Cette dimension est en en effet frappante, la précision documentaire écrasant tout élan romanesque pour mettre au jour les ressorts d’une persécution crue et prosaïque (agression physiques et verbales, tentatives de sévices…) dans un écrin mondain sous influence sadienne. Pourtant, la part la plus mystérieuse et fascinante du film repose peut-être plus encore sur les épaules de son héroïne et les conditions de sa soumission à son bourreau.
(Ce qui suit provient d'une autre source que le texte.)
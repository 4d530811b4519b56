// =============================================================================
// Chart overlays and rendering configuration
// =============================================================================
//
// Given validated bars and the user's display options:
//   - one SMA overlay per selected MAV window (ascending, fixed colors)
//   - the 20-period / 2σ Bollinger apparatus, always computed
//   - a ChartConfig naming what the renderer should draw
//
// The ChartConfig is the whole contract with the renderer: candles, optional
// volume panel, optional overlay lines.
// =============================================================================

use serde::{Deserialize, Serialize};

use crate::error::ChartError;
use crate::indicators::bollinger::{standard_bollinger, BollingerBands};
use crate::indicators::sma::rolling_mean;
use crate::types::PriceBar;

/// Selectable MAV windows and their fixed display colors.
pub const MAV_COLORS: [(usize, &str); 6] = [
    (5, "red"),
    (10, "green"),
    (20, "blue"),
    (30, "purple"),
    (60, "orange"),
    (120, "brown"),
];

pub const CANDLE_UP_COLOR: &str = "red";
pub const CANDLE_DOWN_COLOR: &str = "blue";
const BAND_EDGE_COLOR: &str = "blue";
const BAND_MIDDLE_COLOR: &str = "orange";

pub fn mav_color(window: usize) -> Option<&'static str> {
    MAV_COLORS
        .iter()
        .find(|(w, _)| *w == window)
        .map(|(_, c)| *c)
}

/// Sort ascending and deduplicate so color and legend order never depend on
/// click order. Unsupported windows are rejected.
pub fn sort_mav_selection(windows: &[usize]) -> Result<Vec<usize>, ChartError> {
    if let Some(&bad) = windows.iter().find(|w| mav_color(**w).is_none()) {
        return Err(ChartError::InvalidMavWindow { window: bad });
    }
    let mut sorted = windows.to_vec();
    sorted.sort_unstable();
    sorted.dedup();
    Ok(sorted)
}

// =============================================================================
// Overlay series
// =============================================================================

/// A named series aligned 1:1 with the bars; `None` where undefined.
#[derive(Debug, Clone, PartialEq, Serialize)]
pub struct OverlaySeries {
    pub name: String,
    pub values: Vec<Option<f64>>,
}

/// Everything derived from the bars for one render.
#[derive(Debug, Clone, PartialEq, Serialize)]
pub struct Overlays {
    /// One per selected window, ascending.
    pub mavs: Vec<OverlaySeries>,
    /// Computed whether or not it is displayed.
    pub bollinger: BollingerBands,
}

/// `windows` must already be sorted (see [`sort_mav_selection`]).
pub fn derive_overlays(bars: &[PriceBar], windows: &[usize]) -> Overlays {
    let closes: Vec<f64> = bars.iter().map(|b| b.close).collect();

    let mavs = windows
        .iter()
        .map(|&w| OverlaySeries {
            name: format!("MA{w}"),
            values: rolling_mean(&closes, w),
        })
        .collect();

    Overlays {
        mavs,
        bollinger: standard_bollinger(&closes),
    }
}

// =============================================================================
// ChartConfig
// =============================================================================

#[derive(Debug, Clone, PartialEq, Serialize)]
pub struct MavOverlay {
    pub window: usize,
    pub color: &'static str,
}

#[derive(Debug, Clone, PartialEq, Serialize)]
pub struct StyledLine {
    pub series: OverlaySeries,
    pub color: &'static str,
    pub dashed: bool,
}

#[derive(Debug, Clone, PartialEq, Serialize)]
pub struct BollingerLines {
    pub upper: StyledLine,
    pub middle: StyledLine,
    pub lower: StyledLine,
}

#[derive(Debug, Clone, PartialEq, Serialize)]
pub struct CandleColors {
    pub up: &'static str,
    pub down: &'static str,
}

#[derive(Debug, Clone, PartialEq, Serialize)]
pub struct LegendEntry {
    pub label: String,
    pub color: &'static str,
}

#[derive(Debug, Clone, PartialEq, Serialize)]
pub struct ChartConfig {
    pub overlays: Vec<MavOverlay>,
    pub bollinger: Option<BollingerLines>,
    pub show_volume: bool,
    pub candle_colors: CandleColors,
    pub legend: Vec<LegendEntry>,
}

/// User-facing toggles for one render.
#[derive(Debug, Clone, PartialEq, Serialize, Deserialize)]
pub struct DisplayOptions {
    pub mavs: Vec<usize>,
    pub show_volume: bool,
    pub show_bollinger: bool,
}

impl Default for DisplayOptions {
    fn default() -> Self {
        Self {
            mavs: vec![5, 10, 20],
            show_volume: true,
            show_bollinger: true,
        }
    }
}

fn dashed(name: &str, values: &[Option<f64>], color: &'static str) -> StyledLine {
    StyledLine {
        series: OverlaySeries {
            name: name.to_string(),
            values: values.to_vec(),
        },
        color,
        dashed: true,
    }
}

/// `windows` must already be sorted (see [`sort_mav_selection`]).
pub fn build_chart_config(
    windows: &[usize],
    bands: &BollingerBands,
    show_volume: bool,
    show_bollinger: bool,
) -> ChartConfig {
    let overlays: Vec<MavOverlay> = windows
        .iter()
        .filter_map(|&w| mav_color(w).map(|color| MavOverlay { window: w, color }))
        .collect();

    let legend = overlays
        .iter()
        .map(|o| LegendEntry {
            label: format!("{}일 MAV", o.window),
            color: o.color,
        })
        .collect();

    let bollinger = show_bollinger.then(|| BollingerLines {
        upper: dashed("Upper", &bands.upper, BAND_EDGE_COLOR),
        middle: dashed("MB", &bands.middle, BAND_MIDDLE_COLOR),
        lower: dashed("Lower", &bands.lower, BAND_EDGE_COLOR),
    });

    ChartConfig {
        overlays,
        bollinger,
        show_volume,
        candle_colors: CandleColors {
            up: CANDLE_UP_COLOR,
            down: CANDLE_DOWN_COLOR,
        },
        legend,
    }
}

/// Overlays plus config for validated bars.
pub fn prepare_chart(
    bars: &[PriceBar],
    options: &DisplayOptions,
) -> Result<(Overlays, ChartConfig), ChartError> {
    let windows = sort_mav_selection(&options.mavs)?;
    let overlays = derive_overlays(bars, &windows);
    let config = build_chart_config(
        &windows,
        &overlays.bollinger,
        options.show_volume,
        options.show_bollinger,
    );
    Ok((overlays, config))
}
Reprendre son destin en main
Inspiré d’une longue nouvelle autobiographique de l’écrivaine mexicaine Mercedes Pinto, publiée en 1923, Él (Lui) est à l’origine un monologue féminin. Le récit d’une “martyre” qui nous conte son long chemin de souffrances, dans une langue clinique et étincelante. Elle y accuse son mari mais surtout ceux qui l’ont laissé faire : “Le moment est venu de lancer un anathème sur vous les lâches qui n’avez pas élevé la voix pour me défendre ! […] J’abandonnerai mon foyer et ma patrie à cause de ces hommes misérables et vils qui ont posé sur leur âme une tunique de poule mouillée pour accueillir le pauvre dément avec des sourires mielleux…” À travers son récit, c’est toute la société qu’elle attaque, cette bourgeoisie cléricale où les épouses sont assujetties par la loi du mariage.
Buñuel a gommé l’aspect le plus militant du texte originel. Au jugement moral, à la détresse humaine, il préfère sa chère ironie. Cela n’abîme pas trop la force de son adaptation qui restitue la vérité du livre à travers une voix-off, celle de Gloria restituant après coup son calvaire à son 1er fiancé (Él est construit comme un long flash-back). Cette idée ouvre une possibilité pour l’héroïne victime de se ressaisir de son histoire par une parole qui commande la dramaturgie du film à sa façon, en la faisant à nouveau maîtresse de son existence.
Él (Tourments), avec Arturo de Cordova, Delia Garces, Luis Beristain. En salles depuis le 2 novembre en version restaurée.